* **What is expected**
Scan the listing below for "registered", then report every line that has it.

* **Material supplied**

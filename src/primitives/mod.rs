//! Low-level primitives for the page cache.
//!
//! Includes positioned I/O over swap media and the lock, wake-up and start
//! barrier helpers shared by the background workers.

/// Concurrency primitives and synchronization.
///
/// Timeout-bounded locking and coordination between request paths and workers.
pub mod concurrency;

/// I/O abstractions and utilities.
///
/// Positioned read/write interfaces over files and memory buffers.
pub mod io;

* * *

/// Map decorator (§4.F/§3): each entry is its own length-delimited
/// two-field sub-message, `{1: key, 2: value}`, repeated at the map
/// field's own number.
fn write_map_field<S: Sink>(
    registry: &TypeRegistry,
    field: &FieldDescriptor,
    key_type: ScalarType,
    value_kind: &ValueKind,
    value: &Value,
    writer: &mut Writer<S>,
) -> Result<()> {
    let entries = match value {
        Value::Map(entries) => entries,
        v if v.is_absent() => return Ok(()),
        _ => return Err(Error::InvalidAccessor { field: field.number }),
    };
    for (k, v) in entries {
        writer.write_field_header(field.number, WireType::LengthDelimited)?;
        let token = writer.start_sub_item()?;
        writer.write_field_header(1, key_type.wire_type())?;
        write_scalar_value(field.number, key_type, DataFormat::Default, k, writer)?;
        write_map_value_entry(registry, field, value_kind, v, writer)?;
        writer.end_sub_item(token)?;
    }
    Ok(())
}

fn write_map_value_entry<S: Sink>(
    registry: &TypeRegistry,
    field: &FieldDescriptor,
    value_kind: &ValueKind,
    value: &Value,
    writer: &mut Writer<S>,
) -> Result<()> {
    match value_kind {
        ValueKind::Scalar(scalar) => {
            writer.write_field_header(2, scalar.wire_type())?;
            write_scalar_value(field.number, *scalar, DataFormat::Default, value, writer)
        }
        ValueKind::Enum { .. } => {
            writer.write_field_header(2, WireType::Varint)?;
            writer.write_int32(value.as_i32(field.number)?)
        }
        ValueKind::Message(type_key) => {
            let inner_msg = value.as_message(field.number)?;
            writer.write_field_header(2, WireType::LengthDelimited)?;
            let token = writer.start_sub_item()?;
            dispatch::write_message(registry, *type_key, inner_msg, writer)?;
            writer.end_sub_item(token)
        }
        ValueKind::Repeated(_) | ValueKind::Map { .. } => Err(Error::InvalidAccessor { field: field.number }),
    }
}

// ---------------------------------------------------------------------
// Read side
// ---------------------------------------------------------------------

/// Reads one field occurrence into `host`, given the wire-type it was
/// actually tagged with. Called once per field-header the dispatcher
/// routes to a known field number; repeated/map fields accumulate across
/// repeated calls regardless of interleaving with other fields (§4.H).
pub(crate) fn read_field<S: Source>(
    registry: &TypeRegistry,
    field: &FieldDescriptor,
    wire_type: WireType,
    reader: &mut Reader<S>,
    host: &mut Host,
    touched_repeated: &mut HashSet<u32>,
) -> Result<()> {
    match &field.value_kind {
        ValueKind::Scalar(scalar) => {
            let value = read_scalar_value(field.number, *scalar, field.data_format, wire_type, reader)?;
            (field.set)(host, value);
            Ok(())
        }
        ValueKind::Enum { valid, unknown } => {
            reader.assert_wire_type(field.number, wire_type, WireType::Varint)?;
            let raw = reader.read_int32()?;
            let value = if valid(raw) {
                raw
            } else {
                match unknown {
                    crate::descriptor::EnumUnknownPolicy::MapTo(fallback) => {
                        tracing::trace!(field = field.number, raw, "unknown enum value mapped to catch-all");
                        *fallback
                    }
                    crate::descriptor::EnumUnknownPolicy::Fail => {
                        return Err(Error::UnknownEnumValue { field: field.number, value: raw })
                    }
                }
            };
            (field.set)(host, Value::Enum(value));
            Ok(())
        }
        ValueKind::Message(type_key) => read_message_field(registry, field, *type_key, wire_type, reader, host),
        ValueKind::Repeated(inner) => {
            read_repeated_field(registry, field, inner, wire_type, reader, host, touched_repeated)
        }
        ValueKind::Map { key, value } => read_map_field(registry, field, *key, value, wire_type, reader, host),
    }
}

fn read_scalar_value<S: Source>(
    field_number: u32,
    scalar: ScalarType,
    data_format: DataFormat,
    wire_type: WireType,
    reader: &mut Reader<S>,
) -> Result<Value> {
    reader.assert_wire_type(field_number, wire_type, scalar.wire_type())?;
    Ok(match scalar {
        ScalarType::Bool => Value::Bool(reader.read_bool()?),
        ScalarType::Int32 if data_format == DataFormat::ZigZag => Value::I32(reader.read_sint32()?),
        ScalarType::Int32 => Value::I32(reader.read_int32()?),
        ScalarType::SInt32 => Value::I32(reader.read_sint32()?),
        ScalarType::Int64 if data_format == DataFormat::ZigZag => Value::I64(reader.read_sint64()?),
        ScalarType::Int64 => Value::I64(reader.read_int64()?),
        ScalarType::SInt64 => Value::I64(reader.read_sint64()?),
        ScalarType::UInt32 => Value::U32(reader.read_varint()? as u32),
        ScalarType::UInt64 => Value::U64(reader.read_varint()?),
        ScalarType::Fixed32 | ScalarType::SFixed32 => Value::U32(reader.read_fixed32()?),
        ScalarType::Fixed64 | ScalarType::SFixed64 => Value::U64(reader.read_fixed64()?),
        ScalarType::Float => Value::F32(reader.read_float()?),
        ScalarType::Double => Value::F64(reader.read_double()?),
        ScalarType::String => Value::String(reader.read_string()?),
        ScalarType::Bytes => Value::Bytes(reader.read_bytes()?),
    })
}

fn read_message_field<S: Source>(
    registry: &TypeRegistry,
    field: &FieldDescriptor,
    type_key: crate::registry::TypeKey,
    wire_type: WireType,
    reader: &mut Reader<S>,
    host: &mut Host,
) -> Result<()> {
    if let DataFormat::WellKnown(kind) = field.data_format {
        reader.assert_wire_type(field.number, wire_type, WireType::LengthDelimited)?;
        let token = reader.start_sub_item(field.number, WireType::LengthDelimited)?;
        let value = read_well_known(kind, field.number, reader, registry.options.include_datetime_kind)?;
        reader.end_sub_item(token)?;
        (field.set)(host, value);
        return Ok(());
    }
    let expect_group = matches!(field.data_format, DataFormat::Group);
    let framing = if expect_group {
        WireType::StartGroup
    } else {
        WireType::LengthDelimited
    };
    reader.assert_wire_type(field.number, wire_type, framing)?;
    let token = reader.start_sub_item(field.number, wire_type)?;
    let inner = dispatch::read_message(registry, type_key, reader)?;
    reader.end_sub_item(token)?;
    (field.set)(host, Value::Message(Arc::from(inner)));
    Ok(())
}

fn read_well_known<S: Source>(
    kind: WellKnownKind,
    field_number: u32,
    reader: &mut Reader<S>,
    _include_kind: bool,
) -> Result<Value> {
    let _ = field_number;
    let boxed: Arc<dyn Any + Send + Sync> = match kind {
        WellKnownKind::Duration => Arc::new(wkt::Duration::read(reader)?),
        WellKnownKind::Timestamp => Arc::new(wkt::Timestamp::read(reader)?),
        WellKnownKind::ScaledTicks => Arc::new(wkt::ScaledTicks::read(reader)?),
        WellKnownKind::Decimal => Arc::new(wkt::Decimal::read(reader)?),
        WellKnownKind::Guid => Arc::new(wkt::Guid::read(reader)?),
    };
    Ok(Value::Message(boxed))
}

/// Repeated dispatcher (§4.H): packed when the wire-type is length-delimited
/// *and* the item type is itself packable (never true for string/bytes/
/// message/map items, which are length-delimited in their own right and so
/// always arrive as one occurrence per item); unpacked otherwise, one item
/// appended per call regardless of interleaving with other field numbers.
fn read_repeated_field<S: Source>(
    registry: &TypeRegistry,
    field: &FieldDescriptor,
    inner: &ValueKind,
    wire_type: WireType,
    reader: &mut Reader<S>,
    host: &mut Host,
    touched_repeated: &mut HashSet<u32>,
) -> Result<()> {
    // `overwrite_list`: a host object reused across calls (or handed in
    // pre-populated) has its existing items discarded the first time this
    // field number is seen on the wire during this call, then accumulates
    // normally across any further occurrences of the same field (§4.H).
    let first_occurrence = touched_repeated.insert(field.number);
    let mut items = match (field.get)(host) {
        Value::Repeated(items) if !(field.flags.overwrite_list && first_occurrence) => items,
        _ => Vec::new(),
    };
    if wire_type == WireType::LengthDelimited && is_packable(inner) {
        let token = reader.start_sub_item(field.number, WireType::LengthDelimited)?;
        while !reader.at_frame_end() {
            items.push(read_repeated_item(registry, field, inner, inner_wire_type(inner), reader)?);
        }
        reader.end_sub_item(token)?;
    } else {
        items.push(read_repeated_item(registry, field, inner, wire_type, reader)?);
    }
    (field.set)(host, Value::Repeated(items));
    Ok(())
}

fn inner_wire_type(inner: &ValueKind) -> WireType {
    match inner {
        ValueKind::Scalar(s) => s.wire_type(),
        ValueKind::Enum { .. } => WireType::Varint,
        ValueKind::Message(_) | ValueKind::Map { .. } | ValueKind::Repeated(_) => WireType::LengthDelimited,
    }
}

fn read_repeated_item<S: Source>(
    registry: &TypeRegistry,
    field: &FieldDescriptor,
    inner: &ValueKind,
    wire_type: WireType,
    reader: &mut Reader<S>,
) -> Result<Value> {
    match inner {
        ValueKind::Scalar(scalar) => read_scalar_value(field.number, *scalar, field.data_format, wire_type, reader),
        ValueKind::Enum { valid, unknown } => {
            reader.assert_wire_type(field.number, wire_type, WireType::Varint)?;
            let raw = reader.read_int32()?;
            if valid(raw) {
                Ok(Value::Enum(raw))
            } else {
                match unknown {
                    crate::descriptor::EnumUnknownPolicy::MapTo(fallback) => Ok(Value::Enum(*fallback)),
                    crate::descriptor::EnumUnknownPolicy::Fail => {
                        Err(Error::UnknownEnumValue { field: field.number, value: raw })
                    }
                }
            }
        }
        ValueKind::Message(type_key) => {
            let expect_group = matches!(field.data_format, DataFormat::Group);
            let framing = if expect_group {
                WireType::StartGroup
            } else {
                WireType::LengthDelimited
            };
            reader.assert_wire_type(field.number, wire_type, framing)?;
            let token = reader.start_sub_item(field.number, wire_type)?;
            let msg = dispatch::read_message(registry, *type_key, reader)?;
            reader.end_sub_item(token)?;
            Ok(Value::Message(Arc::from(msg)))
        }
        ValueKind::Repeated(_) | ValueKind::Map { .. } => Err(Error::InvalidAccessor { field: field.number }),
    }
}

...

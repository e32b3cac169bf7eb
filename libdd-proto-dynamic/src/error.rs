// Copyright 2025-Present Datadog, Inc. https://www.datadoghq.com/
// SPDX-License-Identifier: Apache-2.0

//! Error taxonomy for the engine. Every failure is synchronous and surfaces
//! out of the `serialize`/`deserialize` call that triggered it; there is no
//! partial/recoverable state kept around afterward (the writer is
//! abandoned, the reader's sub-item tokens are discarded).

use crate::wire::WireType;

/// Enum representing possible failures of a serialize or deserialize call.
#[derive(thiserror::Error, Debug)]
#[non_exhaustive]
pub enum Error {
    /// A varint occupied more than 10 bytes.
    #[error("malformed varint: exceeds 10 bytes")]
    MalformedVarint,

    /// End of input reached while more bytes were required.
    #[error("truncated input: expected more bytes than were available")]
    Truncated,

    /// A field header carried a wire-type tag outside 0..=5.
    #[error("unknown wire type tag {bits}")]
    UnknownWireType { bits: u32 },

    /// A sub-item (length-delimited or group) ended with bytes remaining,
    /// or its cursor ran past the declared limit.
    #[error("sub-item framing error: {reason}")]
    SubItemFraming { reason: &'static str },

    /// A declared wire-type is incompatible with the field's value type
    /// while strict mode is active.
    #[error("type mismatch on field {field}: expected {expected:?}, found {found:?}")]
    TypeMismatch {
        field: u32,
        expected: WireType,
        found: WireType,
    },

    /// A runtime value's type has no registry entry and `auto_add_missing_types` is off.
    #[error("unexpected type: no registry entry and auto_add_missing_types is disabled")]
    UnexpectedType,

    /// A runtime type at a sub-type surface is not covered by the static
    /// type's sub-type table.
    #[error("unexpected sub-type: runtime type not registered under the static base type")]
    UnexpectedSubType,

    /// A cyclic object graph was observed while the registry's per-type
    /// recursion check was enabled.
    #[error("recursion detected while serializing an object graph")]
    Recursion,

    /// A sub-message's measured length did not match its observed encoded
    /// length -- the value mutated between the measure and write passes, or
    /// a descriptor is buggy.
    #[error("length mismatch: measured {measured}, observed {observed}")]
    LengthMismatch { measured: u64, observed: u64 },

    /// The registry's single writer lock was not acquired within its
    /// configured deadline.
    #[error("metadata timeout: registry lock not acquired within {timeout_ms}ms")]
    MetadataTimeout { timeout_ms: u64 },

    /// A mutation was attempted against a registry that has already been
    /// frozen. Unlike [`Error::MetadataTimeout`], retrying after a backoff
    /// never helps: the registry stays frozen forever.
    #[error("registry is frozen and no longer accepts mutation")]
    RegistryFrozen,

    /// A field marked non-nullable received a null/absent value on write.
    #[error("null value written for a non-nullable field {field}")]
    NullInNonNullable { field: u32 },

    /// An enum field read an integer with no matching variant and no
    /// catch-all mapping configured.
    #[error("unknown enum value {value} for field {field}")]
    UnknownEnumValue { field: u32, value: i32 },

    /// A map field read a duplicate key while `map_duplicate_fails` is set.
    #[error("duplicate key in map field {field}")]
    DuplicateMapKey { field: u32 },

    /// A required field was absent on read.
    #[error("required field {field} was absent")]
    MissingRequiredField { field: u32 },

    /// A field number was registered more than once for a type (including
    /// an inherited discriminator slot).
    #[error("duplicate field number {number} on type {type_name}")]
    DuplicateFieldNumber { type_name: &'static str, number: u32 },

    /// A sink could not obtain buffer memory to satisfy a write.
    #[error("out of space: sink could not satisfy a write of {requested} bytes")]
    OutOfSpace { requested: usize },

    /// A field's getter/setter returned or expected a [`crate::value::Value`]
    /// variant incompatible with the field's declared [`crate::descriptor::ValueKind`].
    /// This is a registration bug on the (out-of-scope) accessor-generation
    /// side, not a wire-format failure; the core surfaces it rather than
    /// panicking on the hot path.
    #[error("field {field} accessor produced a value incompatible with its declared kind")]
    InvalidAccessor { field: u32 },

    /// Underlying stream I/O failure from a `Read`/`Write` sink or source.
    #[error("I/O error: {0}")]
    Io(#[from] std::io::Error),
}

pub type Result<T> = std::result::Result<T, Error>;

* **Completed exercise**
    #[error("unexpected sub-type: runtime type not registered under the static base type")]
    /// A field number was registered more than once for a type (including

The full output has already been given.